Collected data
━━━━━━━━━━━━━━━━━━━━━━━━━━━━━━

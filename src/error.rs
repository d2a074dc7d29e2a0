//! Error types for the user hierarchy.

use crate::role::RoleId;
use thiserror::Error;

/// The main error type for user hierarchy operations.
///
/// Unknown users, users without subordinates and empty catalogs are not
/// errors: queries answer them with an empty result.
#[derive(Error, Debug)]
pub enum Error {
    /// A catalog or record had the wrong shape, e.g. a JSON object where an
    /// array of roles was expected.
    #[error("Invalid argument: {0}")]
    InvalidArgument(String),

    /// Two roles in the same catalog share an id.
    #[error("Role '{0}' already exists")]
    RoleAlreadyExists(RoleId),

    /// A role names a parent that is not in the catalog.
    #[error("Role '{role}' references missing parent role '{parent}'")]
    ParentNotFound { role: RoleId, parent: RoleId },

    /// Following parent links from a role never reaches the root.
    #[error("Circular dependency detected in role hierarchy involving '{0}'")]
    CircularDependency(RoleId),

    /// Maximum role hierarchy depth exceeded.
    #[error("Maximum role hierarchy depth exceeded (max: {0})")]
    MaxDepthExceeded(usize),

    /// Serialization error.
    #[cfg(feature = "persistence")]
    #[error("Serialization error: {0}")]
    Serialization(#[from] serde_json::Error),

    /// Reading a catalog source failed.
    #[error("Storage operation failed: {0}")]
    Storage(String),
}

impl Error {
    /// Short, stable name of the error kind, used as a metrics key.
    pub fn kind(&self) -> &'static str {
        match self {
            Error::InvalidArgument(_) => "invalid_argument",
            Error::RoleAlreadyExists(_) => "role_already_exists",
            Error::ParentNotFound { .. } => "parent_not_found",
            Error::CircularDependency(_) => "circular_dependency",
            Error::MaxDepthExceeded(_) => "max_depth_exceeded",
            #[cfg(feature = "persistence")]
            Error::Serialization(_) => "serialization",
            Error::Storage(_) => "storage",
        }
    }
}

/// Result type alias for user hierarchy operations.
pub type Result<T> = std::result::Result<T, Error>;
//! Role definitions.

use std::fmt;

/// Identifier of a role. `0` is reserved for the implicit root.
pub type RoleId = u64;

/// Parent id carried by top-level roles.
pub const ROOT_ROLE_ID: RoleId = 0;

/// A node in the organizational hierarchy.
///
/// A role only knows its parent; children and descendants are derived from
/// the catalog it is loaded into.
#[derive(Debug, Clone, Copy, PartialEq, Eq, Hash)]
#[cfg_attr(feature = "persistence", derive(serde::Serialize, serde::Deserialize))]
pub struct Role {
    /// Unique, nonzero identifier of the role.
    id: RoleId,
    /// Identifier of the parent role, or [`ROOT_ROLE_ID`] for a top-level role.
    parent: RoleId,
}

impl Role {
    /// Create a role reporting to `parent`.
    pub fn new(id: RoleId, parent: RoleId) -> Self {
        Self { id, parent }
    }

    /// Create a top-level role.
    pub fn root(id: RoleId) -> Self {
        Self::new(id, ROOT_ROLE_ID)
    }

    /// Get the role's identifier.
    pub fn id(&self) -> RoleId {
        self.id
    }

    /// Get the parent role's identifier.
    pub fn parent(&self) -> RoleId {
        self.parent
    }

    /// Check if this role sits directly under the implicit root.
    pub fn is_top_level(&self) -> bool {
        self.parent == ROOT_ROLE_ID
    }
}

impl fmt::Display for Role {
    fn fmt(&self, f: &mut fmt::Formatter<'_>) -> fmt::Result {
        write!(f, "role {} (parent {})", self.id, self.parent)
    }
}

━━━━━━━━━━━━━━━━━━━━━━━━━━━━━━

Your assignment:
Above are some records. Report the number of their lines that include "RoleId", and add nothing else.

Solved problem:
12